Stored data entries

◇ ◇ ◇ ◇ ◇ ◇ ◇

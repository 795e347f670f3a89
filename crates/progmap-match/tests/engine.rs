//! Scoring and classification contract tests.

use progmap_match::{classify, find_best_match, normalize, similarity};
use progmap_model::{MatchResult, MatchStatus};
use proptest::prelude::*;

#[test]
fn accent_and_case_insensitive_normalization() {
    assert_eq!(normalize("México 2024"), normalize("mexico 2024"));
    assert_eq!(normalize("Ingeniería_Civil"), "ingenieria civil");
}

#[test]
fn exact_match_scores_100() {
    assert_eq!(similarity("business administration", "Business Administration"), 100);
}

#[test]
fn year_variants_score_95_not_100() {
    assert_eq!(similarity("Marketing 2023", "Marketing 2024"), 95);
    assert_eq!(similarity("Marketing 2024", "Marketing 2024"), 100);
}

#[test]
fn empty_string_scores() {
    assert_eq!(similarity("", ""), 100);
    assert_eq!(similarity("abc", ""), 0);
}

#[test]
fn nursing_typo_scores_86() {
    // distance 1, max_len 7 → round(6/7 * 100) = 86
    assert_eq!(similarity("Nursin", "Nursing"), 86);
}

#[test]
fn best_match_business_administration() {
    let candidates = vec![
        "Business Administration".to_string(),
        "Computer Science".to_string(),
    ];
    let result = find_best_match("business administration", &candidates);
    assert_eq!(result.candidate.as_deref(), Some("Business Administration"));
    assert_eq!(result.score, 100);

    let mapping = classify(&result);
    assert_eq!(mapping.status, MatchStatus::Confident);
    assert_eq!(mapping.mapped_to.as_deref(), Some("Business Administration"));
}

#[test]
fn nursing_typo_lands_in_review_band() {
    let candidates = vec!["Nursing".to_string()];
    let result = find_best_match("Nursin", &candidates);
    assert_eq!(result.score, 86);

    let mapping = classify(&result);
    assert_eq!(mapping.status, MatchStatus::Uncertain);
    assert_eq!(mapping.mapped_to.as_deref(), Some("Nursing"));
}

#[test]
fn classifier_thresholds_are_inclusive_lower_bounds() {
    let statuses: Vec<MatchStatus> = [90u8, 89, 70, 69]
        .iter()
        .map(|&score| {
            classify(&MatchResult {
                candidate: Some("X".to_string()),
                score,
            })
            .status
        })
        .collect();
    assert_eq!(
        statuses,
        [
            MatchStatus::Confident,
            MatchStatus::Uncertain,
            MatchStatus::Uncertain,
            MatchStatus::Unmapped,
        ]
    );
}

#[test]
fn tie_break_prefers_earlier_candidate() {
    // Equidistant candidates: both differ from "lav" by one substitution.
    let forward = vec!["law".to_string(), "lab".to_string()];
    let reversed = vec!["lab".to_string(), "law".to_string()];
    assert_eq!(
        find_best_match("lav", &forward).candidate.as_deref(),
        Some("law")
    );
    assert_eq!(
        find_best_match("lav", &reversed).candidate.as_deref(),
        Some("lab")
    );
}

proptest! {
    #[test]
    fn similarity_is_reflexive(s in "[ _a-zA-Z0-9áéíóúñüÁÉÍÓÚÑ]{0,32}") {
        prop_assert_eq!(similarity(&s, &s), 100);
    }

    #[test]
    fn similarity_is_symmetric(
        a in "[ _a-zA-Z0-9áéíóúñ]{0,24}",
        b in "[ _a-zA-Z0-9áéíóúñ]{0,24}",
    ) {
        prop_assert_eq!(similarity(&a, &b), similarity(&b, &a));
    }

    #[test]
    fn similarity_stays_in_range(
        a in "\\PC{0,24}",
        b in "\\PC{0,24}",
    ) {
        prop_assert!(similarity(&a, &b) <= 100);
    }
}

◇ ◇ ◇ ◇ ◇ ◇ ◇

WORK TASK:
Quote all of the entries verbatim.

WRITTEN ANSWER:
repository 795e347f670f3a89
filename crates/progmap-match/tests/engine.rs
//! Scoring and classification contract tests.

use progmap_match::{classify, find_best_match, normalize, similarity};
use progmap_model::{MatchResult, MatchStatus};
use proptest::prelude::*;

#[test]
fn accent_and_case_insensitive_normalization() {
    assert_eq!(normalize("México 2024"), normalize("mexico 2024"));
    assert_eq!(normalize("Ingeniería_Civil"), "ingenieria civil");
}

#[test]
fn exact_match_scores_100() {
    assert_eq!(similarity("business administration", "Business Administration"), 100);
}

#[test]
fn year_variants_score_95_not_100() {
    assert_eq!(similarity("Marketing 2023", "Marketing 2024"), 95);
    assert_eq!(similarity("Marketing 2024", "Marketing 2024"), 100);
}

#[test]
fn empty_string_scores() {
    assert_eq!(similarity("", ""), 100);
    assert_eq!(similarity("abc", ""), 0);
}

#[test]
fn nursing_typo_scores_86() {
    // distance 1, max_len 7 → round(6/7 * 100) = 86
    assert_eq!(similarity("Nursin", "Nursing"), 86);
}

#[test]
fn best_match_business_administration() {
    let candidates = vec![
        "Business Administration".to_string(),
        "Computer Science".to_string(),
    ];
    let result = find_best_match("business administration", &candidates);
    assert_eq!(result.candidate.as_deref(), Some("Business Administration"));
    assert_eq!(result.score, 100);

    let mapping = classify(&result);
    assert_eq!(mapping.status, MatchStatus::Confident);
    assert_eq!(mapping.mapped_to.as_deref(), Some("Business Administration"));
}

#[test]
fn nursing_typo_lands_in_review_band() {
    let candidates = vec!["Nursing".to_string()];
    let result = find_best_match("Nursin", &candidates);
    assert_eq!(result.score, 86);

    let mapping = classify(&result);
    assert_eq!(mapping.status, MatchStatus::Uncertain);
    assert_eq!(mapping.mapped_to.as_deref(), Some("Nursing"));
}

#[test]
fn classifier_thresholds_are_inclusive_lower_bounds() {
    let statuses: Vec<MatchStatus> = [90u8, 89, 70, 69]
        .iter()
        .map(|&score| {
            classify(&MatchResult {
                candidate: Some("X".to_string()),
                score,
            })
            .status
        })
        .collect();
    assert_eq!(
        statuses,
        [
            MatchStatus::Confident,
            MatchStatus::Uncertain,
            MatchStatus::Uncertain,
            MatchStatus::Unmapped,
        ]
    );
}

#[test]
fn tie_break_prefers_earlier_candidate() {
    // Equidistant candidates: both differ from "lav" by one substitution.
    let forward = vec!["law".to_string(), "lab".to_string()];
    let reversed = vec!["lab".to_string(), "law".to_string()];
    assert_eq!(
        find_best_match("lav", &forward).candidate.as_deref(),
        Some("law")
    );
    assert_eq!(
        find_best_match("lav", &reversed).candidate.as_deref(),
        Some("lab")
    );
}

proptest! {
    #[test]
    fn similarity_is_reflexive(s in "[ _a-zA-Z0-9áéíóúñüÁÉÍÓÚÑ]{0,32}") {
        prop_assert_eq!(similarity(&s, &s), 100);
    }

    #[test]
    fn similarity_is_symmetric(
        a in "[ _a-zA-Z0-9áéíóúñ]{0,24}",
        b in "[ _a-zA-Z0-9áéíóúñ]{0,24}",
    ) {
        prop_assert_eq!(similarity(&a, &b), similarity(&b, &a));
    }

    #[test]
    fn similarity_stays_in_range(
        a in "\\PC{0,24}",
        b in "\\PC{0,24}",
    ) {
        prop_assert!(similarity(&a, &b) <= 100);
    }
}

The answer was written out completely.